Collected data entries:

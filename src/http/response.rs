//! HTTP/1.1 response builder and serializer.

use bytes::{BufMut, BytesMut};

use super::{Headers, StatusCode};

/// An HTTP/1.1 response, ready to be serialized and sent.
///
/// # Examples
///
/// ```
/// use waypath::http::{Response, StatusCode};
///
/// let response = Response::new(StatusCode::Ok).body("pong");
/// let bytes = response.into_bytes();
/// let text = std::str::from_utf8(&bytes).unwrap();
/// assert!(text.starts_with("HTTP/1.1 200 OK\r\n"));
/// assert!(text.ends_with("\r\n\r\npong"));
/// ```
#[derive(Debug, Clone)]
pub struct Response {
    status: StatusCode,
    headers: Headers,
    body: Vec<u8>,
    keep_alive: bool,
}

impl Response {
    /// Creates a response with an empty body.
    pub fn new(status: StatusCode) -> Self {
        Self {
            status,
            headers: Headers::new(),
            body: Vec::new(),
            keep_alive: true,
        }
    }

    /// A response whose body is the status' reason phrase, e.g. `Not Found`.
    pub fn reason(status: StatusCode) -> Self {
        Self::new(status).body(status.canonical_reason())
    }

    /// Appends a header.
    #[must_use]
    pub fn header(mut self, name: impl Into<String>, value: impl Into<String>) -> Self {
        self.headers.insert(name, value);
        self
    }

    /// Appends a header in place, for middleware decorating a downstream response.
    pub fn add_header(&mut self, name: impl Into<String>, value: impl Into<String>) {
        self.headers.insert(name, value);
    }

    /// Sets a text body.
    #[must_use]
    pub fn body(mut self, body: impl Into<String>) -> Self {
        self.body = body.into().into_bytes();
        self
    }

    /// Sets a binary body, e.g. file contents.
    #[must_use]
    pub fn body_bytes(mut self, body: impl Into<Vec<u8>>) -> Self {
        self.body = body.into();
        self
    }

    /// Sets whether `Connection: keep-alive` or `Connection: close` is written.
    #[must_use]
    pub fn keep_alive(mut self, keep_alive: bool) -> Self {
        self.keep_alive = keep_alive;
        self
    }

    pub fn status(&self) -> StatusCode {
        self.status
    }

    pub fn headers(&self) -> &Headers {
        &self.headers
    }

    /// The body bytes set so far.
    pub fn payload(&self) -> &[u8] {
        &self.body
    }

    /// Serializes the response in HTTP/1.1 wire format.
    ///
    /// Adds `Content-Type: text/plain; charset=utf-8` to non-empty bodies that lack a
    /// content type. `Connection` and `Content-Length` are always written by the
    /// serializer and replace any values a handler set.
    pub fn into_bytes(mut self) -> BytesMut {
        if !self.body.is_empty() && !self.headers.contains("content-type") {
            self.headers.insert("Content-Type", "text/plain; charset=utf-8");
        }
        let connection = if self.keep_alive { "keep-alive" } else { "close" };
        self.headers.set("Connection", connection);
        self.headers.set("Content-Length", self.body.len().to_string());

        let mut buf = BytesMut::with_capacity(128 + self.headers.len() * 64 + self.body.len());
        buf.put(format!("HTTP/1.1 {}\r\n", self.status).as_bytes());
        buf.put(self.headers.to_string().as_bytes());
        buf.put(&b"\r\n"[..]);
        buf.put(self.body.as_slice());
        buf
    }
}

* [Your instructions]
The answer should consist of every entry, repeated word for word.

* [Completed exercise]
filename src/http/response.rs
//! HTTP/1.1 response builder and serializer.

use bytes::{BufMut, BytesMut};

use super::{Headers, StatusCode};

/// An HTTP/1.1 response, ready to be serialized and sent.
///
/// # Examples
///
/// ```
/// use waypath::http::{Response, StatusCode};
///
/// let response = Response::new(StatusCode::Ok).body("pong");
/// let bytes = response.into_bytes();
/// let text = std::str::from_utf8(&bytes).unwrap();
/// assert!(text.starts_with("HTTP/1.1 200 OK\r\n"));
/// assert!(text.ends_with("\r\n\r\npong"));
/// ```
#[derive(Debug, Clone)]
pub struct Response {
    status: StatusCode,
    headers: Headers,
    body: Vec<u8>,
    keep_alive: bool,
}

impl Response {
    /// Creates a response with an empty body.
    pub fn new(status: StatusCode) -> Self {
        Self {
            status,
            headers: Headers::new(),
            body: Vec::new(),
            keep_alive: true,
        }
    }

    /// A response whose body is the status' reason phrase, e.g. `Not Found`.
    pub fn reason(status: StatusCode) -> Self {
        Self::new(status).body(status.canonical_reason())
    }

    /// Appends a header.
    #[must_use]
    pub fn header(mut self, name: impl Into<String>, value: impl Into<String>) -> Self {
        self.headers.insert(name, value);
        self
    }

    /// Appends a header in place, for middleware decorating a downstream response.
    pub fn add_header(&mut self, name: impl Into<String>, value: impl Into<String>) {
        self.headers.insert(name, value);
    }

    /// Sets a text body.
    #[must_use]
    pub fn body(mut self, body: impl Into<String>) -> Self {
        self.body = body.into().into_bytes();
        self
    }

    /// Sets a binary body, e.g. file contents.
    #[must_use]
    pub fn body_bytes(mut self, body: impl Into<Vec<u8>>) -> Self {
        self.body = body.into();
        self
    }

    /// Sets whether `Connection: keep-alive` or `Connection: close` is written.
    #[must_use]
    pub fn keep_alive(mut self, keep_alive: bool) -> Self {
        self.keep_alive = keep_alive;
        self
    }

    pub fn status(&self) -> StatusCode {
        self.status
    }

    pub fn headers(&self) -> &Headers {
        &self.headers
    }

    /// The body bytes set so far.
    pub fn payload(&self) -> &[u8] {
        &self.body
    }

    /// Serializes the response in HTTP/1.1 wire format.
    ///
    /// Adds `Content-Type: text/plain; charset=utf-8` to non-empty bodies that lack a
    /// content type. `Connection` and `Content-Length` are always written by the
    /// serializer and replace any values a handler set.
    pub fn into_bytes(mut self) -> BytesMut {
        if !self.body.is_empty() && !self.headers.contains("content-type") {
            self.headers.insert("Content-Type", "text/plain; charset=utf-8");
        }
        let connection = if self.keep_alive { "keep-alive" } else { "close" };
        self.headers.set("Connection", connection);
        self.headers.set("Content-Length", self.body.len().to_string());

        let mut buf = BytesMut::with_capacity(128 + self.headers.len() * 64 + self.body.len());
        buf.put(format!("HTTP/1.1 {}\r\n", self.status).as_bytes());
        buf.put(self.headers.to_string().as_bytes());
        buf.put(&b"\r\n"[..]);
        buf.put(self.body.as_slice());
        buf
    }
}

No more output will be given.